Data:
//! Floor enforcement against the best historical value for the same calendar position.
//!
//! For each forecast point and corrected metric:
//!
//! ```text
//! floor = multiplier * max(history[metric] where calendar_key(history.date) == calendar_key(point.date))
//! value = max(value, floor)
//! ```
//!
//! Calendar keys with no history get a floor of zero. The step can only raise
//! values.

use std::collections::BTreeMap;

use crate::adjust::DraftPoint;
use crate::data::TrainingRow;
use crate::domain::{Granularity, Metric};

/// Counts of what floor enforcement changed.
#[derive(Debug, Clone, Default, PartialEq)]
pub struct FloorReport {
    /// Number of points raised, per metric.
    pub raised: BTreeMap<Metric, usize>,
    /// Forecast points whose calendar key had no history.
    pub missing_keys: usize,
}

impl FloorReport {
    pub fn raised_total(&self) -> usize {
        self.raised.values().sum()
    }
}

/// Per-key historical maxima of each metric.
#[derive(Debug, Clone, Default)]
pub struct HistoricalBest {
    best: BTreeMap<u32, [f64; 3]>,
}

impl HistoricalBest {
    pub fn from_rows(rows: &[TrainingRow], granularity: Granularity) -> Self {
        let mut best: BTreeMap<u32, [f64; 3]> = BTreeMap::new();
        for row in rows {
            let key = granularity.calendar_key(row.date);
            let entry = best.entry(key).or_insert([f64::NEG_INFINITY; 3]);
            for (slot, metric) in entry.iter_mut().zip(Metric::ALL) {
                *slot = slot.max(row.value(metric));
            }
        }
        Self { best }
    }

    /// Best historical value for `key`, or `None` when the key was never observed.
    pub fn get(&self, key: u32, metric: Metric) -> Option<f64> {
        let slot = Metric::ALL.iter().position(|m| *m == metric)?;
        self.best.get(&key).map(|v| v[slot])
    }
}

/// Raise each point's `metrics` to at least `multiplier` × historical best.
pub fn enforce_floor(
    points: &mut [DraftPoint],
    history: &HistoricalBest,
    granularity: Granularity,
    metrics: &[Metric],
    multiplier: f64,
) -> FloorReport {
    let mut report = FloorReport::default();

    for point in points.iter_mut() {
        let key = granularity.calendar_key(point.date);
        let mut key_missing = false;
        for &metric in metrics {
            let floor = match history.get(key, metric) {
                Some(best) => best * multiplier,
                None => {
                    key_missing = true;
                    0.0
                }
            };
            let value = point.value_mut(metric);
            if *value < floor {
                *value = floor;
                *report.raised.entry(metric).or_insert(0) += 1;
            }
        }
        if key_missing {
            report.missing_keys += 1;
            log::debug!("No history for calendar key {key} ({}); floor is 0.", point.date);
        }
    }

    log::info!(
        "Floor enforcement raised {} values ({} points without history)",
        report.raised_total(),
        report.missing_keys
    );

    report
}

#[cfg(test)]
mod tests {
    use super::*;
    use chrono::NaiveDate;
    use rand::rngs::StdRng;
    use rand::{Rng, SeedableRng};

    fn d(y: i32, m: u32, day: u32) -> NaiveDate {
        NaiveDate::from_ymd_opt(y, m, day).unwrap()
    }

    fn row(date: NaiveDate, checks: f64, avg: f64) -> TrainingRow {
        TrainingRow {
            date,
            index: 0.0,
            checks,
            avg_check: avg,
            total_sales: checks * avg,
        }
    }

    fn draft(date: NaiveDate, checks: f64, avg: f64) -> DraftPoint {
        DraftPoint {
            date,
            checks,
            avg_check: avg,
            total_sales: checks * avg,
        }
    }

    #[test]
    fn spike_sets_the_floor_for_its_day_of_year() {
        // 2023-03-10 had a spike of 400 checks; other years were at 100.
        let history = vec![
            row(d(2022, 3, 10), 100.0, 3000.0),
            row(d(2023, 3, 10), 400.0, 3000.0),
            row(d(2024, 3, 9), 100.0, 3000.0), // leap year: ordinal 69 == Mar 10 in 2023
            row(d(2022, 3, 11), 100.0, 3000.0),
        ];
        let best = HistoricalBest::from_rows(&history, Granularity::Daily);

        let mut points = vec![draft(d(2025, 3, 10), 120.0, 3100.0), draft(d(2025, 3, 11), 120.0, 3100.0)];
        let report = enforce_floor(
            &mut points,
            &best,
            Granularity::Daily,
            &[Metric::Checks, Metric::AvgCheck],
            1.05,
        );

        assert!((points[0].checks - 420.0).abs() < 1e-9);
        assert!((points[0].avg_check - 3150.0).abs() < 1e-9);
        assert_eq!(points[1].checks, 120.0);
        assert!((points[1].avg_check - 3150.0).abs() < 1e-9);
        assert_eq!(report.raised[&Metric::Checks], 1);
        assert_eq!(report.raised[&Metric::AvgCheck], 2);
    }

    #[test]
    fn missing_key_has_no_effect() {
        let history = vec![row(d(2024, 1, 1), 500.0, 5000.0)];
        let best = HistoricalBest::from_rows(&history, Granularity::Daily);

        let mut points = vec![draft(d(2025, 6, 1), 10.0, 20.0)];
        let report = enforce_floor(&mut points, &best, Granularity::Daily, &Metric::ALL, 1.05);

        assert_eq!(points[0], draft(d(2025, 6, 1), 10.0, 20.0));
        assert_eq!(report.missing_keys, 1);
        assert_eq!(report.raised_total(), 0);
    }

    #[test]
    fn monthly_keys_use_month_of_year() {
        let history = vec![row(d(2023, 5, 1), 3000.0, 2500.0), row(d(2024, 5, 1), 2800.0, 2600.0)];
        let best = HistoricalBest::from_rows(&history, Granularity::Monthly);

        let mut points = vec![draft(d(2025, 5, 1), 1000.0, 1000.0)];
        enforce_floor(&mut points, &best, Granularity::Monthly, &Metric::ALL, 1.05);

        assert!((points[0].checks - 3150.0).abs() < 1e-9);
        assert!((points[0].avg_check - 2730.0).abs() < 1e-9);
        assert!((points[0].total_sales - 3000.0 * 2500.0 * 1.05).abs() < 1e-6);
    }

    #[test]
    fn never_decreases_any_value() {
        let mut rng = StdRng::seed_from_u64(11);
        let start = d(2022, 1, 1);
        let history: Vec<TrainingRow> = (0..1000)
            .map(|i| {
                row(
                    start + chrono::Duration::days(i),
                    rng.gen_range(0.0..500.0),
                    rng.gen_range(100.0..5000.0),
                )
            })
            .collect();
        let best = HistoricalBest::from_rows(&history, Granularity::Daily);

        let forecast_start = d(2025, 1, 1);
        let before: Vec<DraftPoint> = (0..365)
            .map(|i| {
                draft(
                    forecast_start + chrono::Duration::days(i),
                    rng.gen_range(-100.0..800.0),
                    rng.gen_range(0.0..8000.0),
                )
            })
            .collect();
        let mut after = before.clone();
        enforce_floor(&mut after, &best, Granularity::Daily, &Metric::ALL, 1.05);

        for (b, a) in before.iter().zip(after.iter()) {
            for m in Metric::ALL {
                assert!(a.value(m) >= b.value(m), "{m} decreased on {}", b.date);
            }
        }
    }
}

About this exercise: In the material, count each line that holds the string "derive", and report only how many there are.

Solution to this exercise: 2